● Directions for this task
Records follow. Pull out every line that contains "DroppedCompletedId".

[[ Data excerpts open ]]

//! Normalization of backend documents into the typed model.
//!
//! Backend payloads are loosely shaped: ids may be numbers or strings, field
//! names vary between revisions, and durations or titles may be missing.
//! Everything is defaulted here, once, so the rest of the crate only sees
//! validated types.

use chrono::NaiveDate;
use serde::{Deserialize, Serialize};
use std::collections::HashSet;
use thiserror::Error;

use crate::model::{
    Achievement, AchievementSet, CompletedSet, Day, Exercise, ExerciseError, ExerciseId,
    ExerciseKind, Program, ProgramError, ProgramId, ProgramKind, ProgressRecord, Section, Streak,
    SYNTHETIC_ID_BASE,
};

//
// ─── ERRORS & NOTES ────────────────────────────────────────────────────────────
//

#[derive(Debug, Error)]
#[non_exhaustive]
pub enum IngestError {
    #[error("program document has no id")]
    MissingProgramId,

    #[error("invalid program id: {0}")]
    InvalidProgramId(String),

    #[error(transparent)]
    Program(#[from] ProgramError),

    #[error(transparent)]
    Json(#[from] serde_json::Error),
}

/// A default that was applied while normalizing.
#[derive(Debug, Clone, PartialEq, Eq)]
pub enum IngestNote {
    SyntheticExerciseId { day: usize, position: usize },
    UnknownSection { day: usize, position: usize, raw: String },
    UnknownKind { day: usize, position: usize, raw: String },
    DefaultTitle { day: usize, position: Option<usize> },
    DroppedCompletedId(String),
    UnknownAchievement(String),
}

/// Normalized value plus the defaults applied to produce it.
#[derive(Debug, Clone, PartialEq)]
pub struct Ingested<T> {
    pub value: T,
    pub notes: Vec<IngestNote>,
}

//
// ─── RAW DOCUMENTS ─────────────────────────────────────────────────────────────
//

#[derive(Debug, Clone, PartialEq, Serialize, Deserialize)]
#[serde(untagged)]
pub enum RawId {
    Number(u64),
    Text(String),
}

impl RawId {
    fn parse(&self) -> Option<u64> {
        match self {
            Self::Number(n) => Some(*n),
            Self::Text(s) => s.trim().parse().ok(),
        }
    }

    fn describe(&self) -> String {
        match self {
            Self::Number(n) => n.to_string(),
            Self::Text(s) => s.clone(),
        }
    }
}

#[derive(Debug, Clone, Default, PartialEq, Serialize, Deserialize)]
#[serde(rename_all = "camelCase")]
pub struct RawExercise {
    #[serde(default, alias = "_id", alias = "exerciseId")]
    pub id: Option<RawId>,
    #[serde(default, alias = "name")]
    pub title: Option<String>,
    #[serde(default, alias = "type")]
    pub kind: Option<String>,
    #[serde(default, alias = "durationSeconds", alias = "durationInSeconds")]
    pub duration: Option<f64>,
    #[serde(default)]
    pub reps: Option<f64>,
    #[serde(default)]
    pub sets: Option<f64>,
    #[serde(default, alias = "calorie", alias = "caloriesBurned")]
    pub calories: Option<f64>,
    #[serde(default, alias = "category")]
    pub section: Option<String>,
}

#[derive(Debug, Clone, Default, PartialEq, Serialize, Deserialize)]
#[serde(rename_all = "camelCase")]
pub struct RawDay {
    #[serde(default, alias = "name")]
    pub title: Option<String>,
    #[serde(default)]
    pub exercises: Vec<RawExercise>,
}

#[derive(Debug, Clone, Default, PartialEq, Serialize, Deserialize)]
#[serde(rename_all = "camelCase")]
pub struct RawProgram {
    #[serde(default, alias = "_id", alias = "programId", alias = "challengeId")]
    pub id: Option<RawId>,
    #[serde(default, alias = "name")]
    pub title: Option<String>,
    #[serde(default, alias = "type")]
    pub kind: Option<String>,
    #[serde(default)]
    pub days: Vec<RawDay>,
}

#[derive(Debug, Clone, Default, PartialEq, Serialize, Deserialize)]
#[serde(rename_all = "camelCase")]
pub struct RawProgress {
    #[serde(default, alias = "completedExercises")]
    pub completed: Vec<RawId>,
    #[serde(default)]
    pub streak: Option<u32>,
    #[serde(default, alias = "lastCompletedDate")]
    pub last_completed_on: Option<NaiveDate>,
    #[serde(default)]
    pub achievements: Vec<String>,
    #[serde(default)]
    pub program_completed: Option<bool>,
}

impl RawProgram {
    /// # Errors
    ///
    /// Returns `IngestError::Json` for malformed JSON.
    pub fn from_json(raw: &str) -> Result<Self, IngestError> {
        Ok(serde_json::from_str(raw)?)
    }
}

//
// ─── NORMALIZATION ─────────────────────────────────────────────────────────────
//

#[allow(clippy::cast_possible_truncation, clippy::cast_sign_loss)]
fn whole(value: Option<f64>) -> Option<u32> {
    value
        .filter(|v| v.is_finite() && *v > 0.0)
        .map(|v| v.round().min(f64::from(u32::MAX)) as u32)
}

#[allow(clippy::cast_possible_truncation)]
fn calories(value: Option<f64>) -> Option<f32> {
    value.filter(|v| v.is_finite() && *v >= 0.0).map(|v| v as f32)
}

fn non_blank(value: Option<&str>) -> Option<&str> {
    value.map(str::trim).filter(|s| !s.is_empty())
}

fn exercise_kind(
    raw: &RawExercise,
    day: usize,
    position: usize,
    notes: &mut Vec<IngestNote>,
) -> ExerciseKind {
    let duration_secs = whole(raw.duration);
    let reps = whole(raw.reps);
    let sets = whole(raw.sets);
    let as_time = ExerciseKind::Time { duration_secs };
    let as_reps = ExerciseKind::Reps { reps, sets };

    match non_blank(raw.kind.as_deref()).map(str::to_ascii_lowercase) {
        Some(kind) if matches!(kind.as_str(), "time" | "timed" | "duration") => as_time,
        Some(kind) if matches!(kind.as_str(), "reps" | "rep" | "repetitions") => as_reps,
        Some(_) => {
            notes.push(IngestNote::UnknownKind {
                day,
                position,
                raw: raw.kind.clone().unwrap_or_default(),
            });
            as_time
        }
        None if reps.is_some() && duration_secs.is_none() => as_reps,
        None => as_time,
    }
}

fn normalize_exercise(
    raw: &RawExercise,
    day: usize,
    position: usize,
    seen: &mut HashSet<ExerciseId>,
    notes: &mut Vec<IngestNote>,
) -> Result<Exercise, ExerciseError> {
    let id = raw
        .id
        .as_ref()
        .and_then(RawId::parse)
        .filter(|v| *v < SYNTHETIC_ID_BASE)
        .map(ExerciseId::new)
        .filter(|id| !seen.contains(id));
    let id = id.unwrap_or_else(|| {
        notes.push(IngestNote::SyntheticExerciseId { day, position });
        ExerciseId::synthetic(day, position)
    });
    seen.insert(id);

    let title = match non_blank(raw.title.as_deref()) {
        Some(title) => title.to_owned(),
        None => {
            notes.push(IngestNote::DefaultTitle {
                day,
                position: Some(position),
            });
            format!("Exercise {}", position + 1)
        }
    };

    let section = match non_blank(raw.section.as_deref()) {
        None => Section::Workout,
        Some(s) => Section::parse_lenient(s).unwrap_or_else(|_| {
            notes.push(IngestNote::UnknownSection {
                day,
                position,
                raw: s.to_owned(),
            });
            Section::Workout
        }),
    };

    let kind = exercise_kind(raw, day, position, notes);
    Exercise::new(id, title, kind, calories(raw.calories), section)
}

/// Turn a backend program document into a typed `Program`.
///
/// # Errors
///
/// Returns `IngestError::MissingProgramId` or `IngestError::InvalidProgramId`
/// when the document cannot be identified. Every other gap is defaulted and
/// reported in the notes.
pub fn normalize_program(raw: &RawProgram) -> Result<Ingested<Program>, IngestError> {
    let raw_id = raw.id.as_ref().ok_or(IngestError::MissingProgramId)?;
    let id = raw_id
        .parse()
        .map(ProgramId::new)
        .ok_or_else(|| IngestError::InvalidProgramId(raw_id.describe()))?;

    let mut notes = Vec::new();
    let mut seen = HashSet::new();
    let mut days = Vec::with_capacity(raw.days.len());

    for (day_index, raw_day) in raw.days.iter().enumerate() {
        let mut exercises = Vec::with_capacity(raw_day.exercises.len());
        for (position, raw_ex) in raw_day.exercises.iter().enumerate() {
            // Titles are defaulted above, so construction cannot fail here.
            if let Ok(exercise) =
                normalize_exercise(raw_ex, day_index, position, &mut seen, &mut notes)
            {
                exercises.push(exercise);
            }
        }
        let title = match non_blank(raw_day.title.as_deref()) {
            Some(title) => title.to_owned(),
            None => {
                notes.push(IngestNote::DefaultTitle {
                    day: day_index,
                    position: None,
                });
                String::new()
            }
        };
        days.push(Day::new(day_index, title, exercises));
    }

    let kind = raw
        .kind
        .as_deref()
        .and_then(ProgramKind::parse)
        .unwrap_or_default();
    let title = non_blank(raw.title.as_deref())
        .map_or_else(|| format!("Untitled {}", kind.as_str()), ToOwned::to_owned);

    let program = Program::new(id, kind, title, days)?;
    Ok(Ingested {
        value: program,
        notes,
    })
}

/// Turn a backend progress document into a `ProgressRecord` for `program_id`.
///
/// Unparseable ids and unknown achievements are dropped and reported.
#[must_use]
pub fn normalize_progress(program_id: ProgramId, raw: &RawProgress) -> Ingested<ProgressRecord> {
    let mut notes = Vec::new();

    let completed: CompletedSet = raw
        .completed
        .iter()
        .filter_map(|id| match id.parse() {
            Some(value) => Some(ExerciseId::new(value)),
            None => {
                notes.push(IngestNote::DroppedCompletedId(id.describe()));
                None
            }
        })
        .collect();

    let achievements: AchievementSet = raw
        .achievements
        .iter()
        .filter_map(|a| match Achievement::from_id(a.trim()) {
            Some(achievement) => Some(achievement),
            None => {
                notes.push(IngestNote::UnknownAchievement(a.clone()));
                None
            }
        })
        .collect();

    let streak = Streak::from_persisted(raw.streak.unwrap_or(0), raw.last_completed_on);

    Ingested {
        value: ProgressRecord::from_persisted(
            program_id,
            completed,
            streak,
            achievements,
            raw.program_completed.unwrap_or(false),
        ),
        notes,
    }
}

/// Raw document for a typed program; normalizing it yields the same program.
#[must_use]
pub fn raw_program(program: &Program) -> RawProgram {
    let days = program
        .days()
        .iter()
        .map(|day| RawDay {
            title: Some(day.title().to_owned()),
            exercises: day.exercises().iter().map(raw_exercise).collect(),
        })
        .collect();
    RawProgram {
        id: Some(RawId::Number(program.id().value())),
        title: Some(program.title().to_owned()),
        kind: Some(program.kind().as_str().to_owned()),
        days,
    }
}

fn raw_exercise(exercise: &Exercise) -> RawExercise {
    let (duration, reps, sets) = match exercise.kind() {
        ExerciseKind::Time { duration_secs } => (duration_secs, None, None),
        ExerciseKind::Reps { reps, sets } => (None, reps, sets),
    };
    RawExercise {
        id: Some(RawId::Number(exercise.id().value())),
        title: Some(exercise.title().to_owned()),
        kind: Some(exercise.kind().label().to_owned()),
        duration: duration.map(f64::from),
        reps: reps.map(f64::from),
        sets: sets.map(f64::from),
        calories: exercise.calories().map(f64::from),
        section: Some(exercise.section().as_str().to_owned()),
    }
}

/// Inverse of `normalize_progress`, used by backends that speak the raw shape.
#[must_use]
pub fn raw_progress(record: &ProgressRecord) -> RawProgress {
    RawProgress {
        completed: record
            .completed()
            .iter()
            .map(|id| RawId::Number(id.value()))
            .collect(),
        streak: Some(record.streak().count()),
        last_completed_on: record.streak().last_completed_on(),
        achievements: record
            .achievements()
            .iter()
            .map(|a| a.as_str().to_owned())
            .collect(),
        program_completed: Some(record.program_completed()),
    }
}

[[ Data excerpts closed ]]

● Answer to the problem
    DroppedCompletedId(String),
                notes.push(IngestNote::DroppedCompletedId(id.describe()));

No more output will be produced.